** Records supplied follows **
//! Content-addressed object storage for twig.
//!
//! Every piece of repository data (file contents, directory listings, commits)
//! is an immutable object identified by the BLAKE3 hash of its canonical
//! encoding, domain-separated by object kind.
//!
//! # Object Types
//!
//! - [`Blob`] -- raw content (file contents, arbitrary data)
//! - [`Tree`] -- sorted directory listing mapping names to object references
//! - [`Commit`] -- a revision: root tree, parents, authorship, message
//!
//! [`Object`] is the polymorphic view over all three.
//!
//! # Storage Backends
//!
//! All backends implement the [`ObjectStore`] trait:
//!
//! - [`InMemoryObjectStore`] -- `HashMap`-based store for tests and embedding
//! - [`FsObjectStore`] -- one file per object under `objects/`
//!
//! # Design Rules
//!
//! 1. Objects are immutable once written (content-addressing guarantees this).
//! 2. Writes are idempotent: writing an existing object is a no-op.
//! 3. There is no ordering dependency between writes; a tree may be stored
//!    before the objects it references.
//! 4. The store never interprets object contents beyond the kind tag.
//! 5. All I/O errors are propagated, never silently ignored.

pub mod error;
pub mod fs;
pub mod memory;
pub mod object;
pub mod traits;

// Re-export primary types at crate root for ergonomic imports.
pub use error::{StoreError, StoreResult};
pub use fs::FsObjectStore;
pub use memory::InMemoryObjectStore;
pub use object::{
    Blob, Commit, CommitSignature, EntryMode, Object, ObjectKind, SignatureStatus, StoredObject,
    Tree, TreeEntry,
};
pub use traits::ObjectStore;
** End of Records supplied **
◆ Exercise prompt ◆
Output exactly the lines of the material above from the one containing "directory listings, commits)" up to and including the one containing "pub mod traits;".

◆ Expected output ◆
//! Every piece of repository data (file contents, directory listings, commits)
//! is an immutable object identified by the BLAKE3 hash of its canonical
//! encoding, domain-separated by object kind.
//!
//! # Object Types
//!
//! - [`Blob`] -- raw content (file contents, arbitrary data)
//! - [`Tree`] -- sorted directory listing mapping names to object references
//! - [`Commit`] -- a revision: root tree, parents, authorship, message
//!
//! [`Object`] is the polymorphic view over all three.
//!
//! # Storage Backends
//!
//! All backends implement the [`ObjectStore`] trait:
//!
//! - [`InMemoryObjectStore`] -- `HashMap`-based store for tests and embedding
//! - [`FsObjectStore`] -- one file per object under `objects/`
//!
//! # Design Rules
//!
//! 1. Objects are immutable once written (content-addressing guarantees this).
//! 2. Writes are idempotent: writing an existing object is a no-op.
//! 3. There is no ordering dependency between writes; a tree may be stored
//!    before the objects it references.
//! 4. The store never interprets object contents beyond the kind tag.
//! 5. All I/O errors are propagated, never silently ignored.

pub mod error;
pub mod fs;
pub mod memory;
pub mod object;
pub mod traits;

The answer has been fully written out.